Data records
↓

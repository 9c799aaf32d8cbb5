//! `rw status`: authority status update for one issue.

use super::{IssueView, LocalController, open_controller};
use crate::output::{OutputMode, render_item};
use anyhow::Result;
use clap::Args;
use roadwatch_core::config::ProjectConfig;
use roadwatch_core::error::StoreError;
use roadwatch_core::model::{IssueId, IssueRecord, IssueStatus};
use roadwatch_core::reconcile::ViewMode;
use std::path::Path;

#[derive(Args, Debug)]
pub struct StatusArgs {
    /// Issue ID.
    pub id: IssueId,

    /// New status: received, "in progress" (or in_progress), resolved.
    pub status: IssueStatus,
}

/// Switch to authority view, apply the update from the marker popup, and
/// let the change event redraw the marker.
pub async fn run_status(
    args: &StatusArgs,
    config: &ProjectConfig,
    output: OutputMode,
    project_root: &Path,
) -> Result<()> {
    let mut ui = open_controller(project_root, config, None).await?;
    let record = apply_status(&mut ui, &args.id, args.status).await?;
    render_item(&IssueView(record), output)?;
    Ok(())
}

/// Open the issue's authority popup and run its status control.
async fn apply_status(
    ui: &mut LocalController,
    id: &IssueId,
    status: IssueStatus,
) -> Result<IssueRecord> {
    if ui.view_mode() != ViewMode::Authority {
        ui.toggle_view_mode().await?;
    }

    let popup = ui.open_popup(id).await?;
    let Some(control) = popup.and_then(|popup| popup.status_control) else {
        tracing::warn!(%id, "no marker for issue");
        return Err(StoreError::NotFound { id: id.clone() }.into());
    };

    let record = ui.apply_popup_action(&control.action, status).await?;
    ui.pump_changes();
    tracing::info!(id = %record.id, status = %record.status, "status updated");
    Ok(record)
}

#[cfg(test)]
mod tests {
    use super::*;
    use crate::cmd::open_store;
    use roadwatch_core::config::PROJECT_DIR;
    use roadwatch_core::model::{IssueDraft, LatLng};
    use roadwatch_core::reconcile::MarkerColor;
    use tempfile::TempDir;

    fn project() -> (TempDir, ProjectConfig) {
        let dir = TempDir::new().unwrap();
        std::fs::create_dir_all(dir.path().join(PROJECT_DIR)).unwrap();
        (dir, ProjectConfig::default())
    }

    #[tokio::test]
    async fn popup_control_updates_stored_status() {
        let (dir, config) = project();
        let store = open_store(dir.path(), &config).unwrap();
        let created = store
            .create_record(IssueDraft::new("Pothole", LatLng::new(19.0, 72.8).unwrap()))
            .unwrap();

        let mut ui = open_controller(dir.path(), &config, None).await.unwrap();
        let record = apply_status(&mut ui, &created.id, IssueStatus::Resolved)
            .await
            .unwrap();

        assert_eq!(record.status, IssueStatus::Resolved);
        assert_eq!(ui.view_mode(), ViewMode::Authority);
        let marker = ui.map().marker_for(&created.id).unwrap();
        assert_eq!(marker.style.fill, MarkerColor::Green);
        assert_eq!(store.records().unwrap()[0].status, IssueStatus::Resolved);
    }

    #[tokio::test]
    async fn untracked_issue_is_not_found() {
        let (dir, config) = project();
        let mut ui = open_controller(dir.path(), &config, None).await.unwrap();

        let missing = IssueId::new_unchecked("r_0_gone00");
        let err = apply_status(&mut ui, &missing, IssueStatus::Resolved)
            .await
            .unwrap_err();
        assert!(matches!(
            err.downcast_ref::<StoreError>(),
            Some(StoreError::NotFound { .. })
        ));
    }
}
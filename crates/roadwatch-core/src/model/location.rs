//! Geographic coordinates and the one parser for `"lat, lng"` text.
//!
//! Both the report form's coordinate field and map clicks funnel through
//! this module, so a coordinate that reaches an [`IssueRecord`] has always
//! passed the same range checks.
//!
//! [`IssueRecord`]: super::IssueRecord

use serde::{Deserialize, Serialize};
use std::fmt;
use std::str::FromStr;

use crate::error::ValidationError;

pub const LAT_RANGE: (f64, f64) = (-90.0, 90.0);
pub const LNG_RANGE: (f64, f64) = (-180.0, 180.0);

/// A validated latitude/longitude pair in decimal degrees.
#[derive(Debug, Clone, Copy, PartialEq, Serialize, Deserialize)]
pub struct LatLng {
    pub lat: f64,
    pub lng: f64,
}

impl LatLng {
    /// Build a coordinate, rejecting non-finite or out-of-range components.
    pub fn new(lat: f64, lng: f64) -> Result<Self, ValidationError> {
        let point = Self { lat, lng };
        point.validate()?;
        Ok(point)
    }

    /// Re-check an existing value (deserialized records bypass [`LatLng::new`]).
    pub fn validate(&self) -> Result<(), ValidationError> {
        if !self.lat.is_finite() || !self.lng.is_finite() {
            return Err(ValidationError::new(
                "location",
                self.to_string(),
                "coordinates must be finite numbers",
            ));
        }
        if self.lat < LAT_RANGE.0 || self.lat > LAT_RANGE.1 {
            return Err(ValidationError::new(
                "location",
                self.to_string(),
                "latitude must be within [-90, 90]",
            ));
        }
        if self.lng < LNG_RANGE.0 || self.lng > LNG_RANGE.1 {
            return Err(ValidationError::new(
                "location",
                self.to_string(),
                "longitude must be within [-180, 180]",
            ));
        }
        Ok(())
    }
}

impl fmt::Display for LatLng {
    fn fmt(&self, f: &mut fmt::Formatter<'_>) -> fmt::Result {
        write!(f, "{:.6}, {:.6}", self.lat, self.lng)
    }
}

impl FromStr for LatLng {
    type Err = ValidationError;

    fn from_str(s: &str) -> Result<Self, Self::Err> {
        parse_lat_lng(s)
    }
}

/// Parse `"lat, lng"` into a validated [`LatLng`].
///
/// Exactly two comma-separated components are required; whitespace around
/// either component is ignored.
pub fn parse_lat_lng(text: &str) -> Result<LatLng, ValidationError> {
    let trimmed = text.trim();
    if trimmed.is_empty() {
        return Err(ValidationError::new(
            "location",
            text,
            "a location is required; pick one on the map or type \"lat, lng\"",
        ));
    }

    let parts: Vec<&str> = trimmed.split(',').map(str::trim).collect();
    let [lat_text, lng_text] = parts.as_slice() else {
        return Err(ValidationError::new(
            "location",
            text,
            format!("expected two comma-separated numbers, found {}", parts.len()),
        ));
    };

    let lat = parse_component(text, lat_text, "latitude")?;
    let lng = parse_component(text, lng_text, "longitude")?;
    LatLng::new(lat, lng)
}

fn parse_component(raw: &str, component: &str, name: &str) -> Result<f64, ValidationError> {
    component
        .parse::<f64>()
        .map_err(|_| ValidationError::new("location", raw, format!("{name} '{component}' is not a number")))
}
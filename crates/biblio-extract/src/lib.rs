//! Biblio Extract Library
#![deny(clippy::unwrap_used, clippy::expect_used)]
//!
//! Pulls every work a journal published in a date range from the OpenAlex
//! works API, together with the works they cite and the works citing them,
//! and flattens the records into normalized CSV tables:
//!
//! `works`, `authors`, `institutions`, `works_authors`,
//! `works_authors_institutions`, `topics`, `yearly_citations`,
//! `referenced_works`, `citing_works`.
//!
//! # Example
//!
//! ```no_run
//! use biblio_extract::{config::ExtractConfig, config::parse_date, pipeline};
//!
//! #[tokio::main(flavor = "current_thread")]
//! async fn main() -> anyhow::Result<()> {
//!     let config = ExtractConfig::builder()
//!         .issn("0028-0836")
//!         .from_date(parse_date("from", "2020-01-01")?)
//!         .to_date(parse_date("to", "2020-12-31")?)
//!         .mailto("you@example.org")
//!         .output_dir("./data")
//!         .build()?;
//!
//!     let summary = pipeline::run(&config).await?;
//!     println!("{} tables written", summary.tables.len());
//!     Ok(())
//! }
//! ```

pub mod cli;
pub mod config;
pub mod error;
pub mod normalize;
pub mod openalex;
pub mod output;
pub mod pipeline;
pub mod progress;

// Re-export commonly used types
pub use cli::Cli;
pub use error::{ExtractError, Result};
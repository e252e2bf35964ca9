//! Typed shape of the `/works` response
//!
//! Only the fields the tables need are modeled; everything else in the
//! payload is ignored. Identity fields are required, descriptive fields and
//! nested collections are `Option` so absence is visible in the type.

use biblio_common::types::AuthorPosition;
use serde::Deserialize;

/// One page of a filtered works query
#[derive(Debug, Clone, Deserialize)]
pub struct WorksPage {
    pub results: Vec<Work>,
    pub meta: Meta,
}

#[derive(Debug, Clone, Deserialize)]
pub struct Meta {
    /// Total number of works matching the filter
    pub count: u64,
}

#[derive(Debug, Clone, Deserialize)]
pub struct Work {
    /// URL-like identifier, e.g. `https://openalex.org/W2741809807`
    pub id: String,
    pub doi: Option<String>,
    pub title: Option<String>,
    pub publication_date: Option<String>,
    pub publication_year: Option<i32>,
    #[serde(rename = "type")]
    pub work_type: Option<String>,
    pub biblio: Option<Biblio>,
    pub primary_location: Option<Location>,
    pub cited_by_count: Option<u64>,
    pub referenced_works_count: Option<u64>,
    authorships: Option<Vec<Authorship>>,
    topics: Option<Vec<Topic>>,
    counts_by_year: Option<Vec<YearCount>>,
}

impl Work {
    pub fn authorships(&self) -> &[Authorship] {
        self.authorships.as_deref().unwrap_or_default()
    }

    pub fn topics(&self) -> &[Topic] {
        self.topics.as_deref().unwrap_or_default()
    }

    pub fn counts_by_year(&self) -> &[YearCount] {
        self.counts_by_year.as_deref().unwrap_or_default()
    }

    /// Venue the work was published in, if known
    pub fn source(&self) -> Option<&Source> {
        self.primary_location.as_ref()?.source.as_ref()
    }
}

#[derive(Debug, Clone, Default, Deserialize)]
pub struct Biblio {
    pub volume: Option<String>,
    pub issue: Option<String>,
}

#[derive(Debug, Clone, Deserialize)]
pub struct Location {
    pub source: Option<Source>,
}

#[derive(Debug, Clone, Deserialize)]
pub struct Source {
    pub display_name: Option<String>,
    pub host_organization_name: Option<String>,
    #[serde(rename = "type")]
    pub source_type: Option<String>,
}

#[derive(Debug, Clone, Deserialize)]
pub struct Authorship {
    pub author_position: AuthorPosition,
    pub author: Author,
    institutions: Option<Vec<Institution>>,
    raw_affiliation_strings: Option<Vec<String>>,
    /// Older single-string form of the field above
    raw_affiliation_string: Option<String>,
}

impl Authorship {
    pub fn institutions(&self) -> &[Institution] {
        self.institutions.as_deref().unwrap_or_default()
    }

    /// First raw affiliation string, falling back to the legacy field
    pub fn affiliation(&self) -> Option<&str> {
        self.raw_affiliation_strings
            .as_deref()
            .and_then(|all| all.iter().map(String::as_str).find(|s| !s.trim().is_empty()))
            .or_else(|| {
                self.raw_affiliation_string
                    .as_deref()
                    .filter(|s| !s.trim().is_empty())
            })
    }
}

#[derive(Debug, Clone, Deserialize)]
pub struct Author {
    pub id: String,
    pub display_name: Option<String>,
}

#[derive(Debug, Clone, Deserialize)]
pub struct Institution {
    pub id: String,
    pub display_name: Option<String>,
    pub country_code: Option<String>,
    #[serde(rename = "type")]
    pub institution_type: Option<String>,
}

#[derive(Debug, Clone, Deserialize)]
pub struct Topic {
    pub display_name: String,
    pub subfield: Option<Classification>,
    pub field: Option<Classification>,
    pub domain: Option<Classification>,
}

/// Subfield, field or domain of a topic
#[derive(Debug, Clone, Deserialize)]
pub struct Classification {
    pub display_name: Option<String>,
}

#[derive(Debug, Clone, Deserialize)]
pub struct YearCount {
    pub year: i32,
    pub cited_by_count: u64,
}

#[cfg(test)]
#[allow(clippy::unwrap_used, clippy::expect_used)]
mod tests {
    use super::*;
    use serde_json::json;

    #[test]
    fn test_minimal_work_has_empty_collections() {
        let work: Work = serde_json::from_value(json!({
            "id": "https://openalex.org/W1",
            "authorships": null
        }))
        .unwrap();

        assert!(work.authorships().is_empty());
        assert!(work.topics().is_empty());
        assert!(work.counts_by_year().is_empty());
        assert!(work.source().is_none());
    }

    #[test]
    fn test_page_ignores_unmodeled_fields() {
        let page: WorksPage = serde_json::from_value(json!({
            "meta": { "count": 1, "page": 1, "per_page": 25, "db_response_time_ms": 12 },
            "results": [{
                "id": "https://openalex.org/W1",
                "biblio": { "volume": "4", "issue": "2", "first_page": "10", "last_page": "19" },
                "primary_location": {
                    "source": {
                        "id": "https://openalex.org/S1",
                        "issn_l": "0028-0836",
                        "type": "journal"
                    }
                },
                "topics": [
                    { "id": "https://openalex.org/T1", "display_name": "Optics", "score": 0.9 }
                ]
            }],
            "group_by": []
        }))
        .unwrap();

        assert_eq!(page.meta.count, 1);
        let work = &page.results[0];
        assert_eq!(work.biblio.as_ref().and_then(|b| b.volume.as_deref()), Some("4"));
        assert_eq!(work.source().and_then(|s| s.source_type.as_deref()), Some("journal"));
        assert_eq!(work.topics()[0].display_name, "Optics");
    }

    #[test]
    fn test_location_without_source() {
        let work: Work = serde_json::from_value(json!({
            "id": "https://openalex.org/W1",
            "primary_location": { "source": null, "is_oa": false }
        }))
        .unwrap();
        assert!(work.source().is_none());
    }

    #[test]
    fn test_work_without_id_is_rejected() {
        let result: Result<Work, _> = serde_json::from_value(json!({ "title": "Untitled" }));
        assert!(result.is_err());
    }

    #[test]
    fn test_affiliation_prefers_list_field() {
        let authorship: Authorship = serde_json::from_value(json!({
            "author_position": "first",
            "author": { "id": "https://openalex.org/A1" },
            "raw_affiliation_strings": ["", "Dept. of Physics"],
            "raw_affiliation_string": "Legacy Dept."
        }))
        .unwrap();
        assert_eq!(authorship.affiliation(), Some("Dept. of Physics"));
    }

    #[test]
    fn test_affiliation_falls_back_to_legacy_field() {
        let authorship: Authorship = serde_json::from_value(json!({
            "author_position": "last",
            "author": { "id": "https://openalex.org/A1" },
            "raw_affiliation_strings": [],
            "raw_affiliation_string": "Legacy Dept."
        }))
        .unwrap();
        assert_eq!(authorship.affiliation(), Some("Legacy Dept."));
        assert!(authorship.institutions().is_empty());
    }

    #[test]
    fn test_unknown_author_position_is_rejected() {
        let result: Result<Authorship, _> = serde_json::from_value(json!({
            "author_position": "corresponding",
            "author": { "id": "https://openalex.org/A1" }
        }));
        assert!(result.is_err());
    }
}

↑

• [Work to complete] Scan the records for the word "WorksPage", and copy each line where it is found.

• [Written solution]
pub struct WorksPage {
        let page: WorksPage = serde_json::from_value(json!({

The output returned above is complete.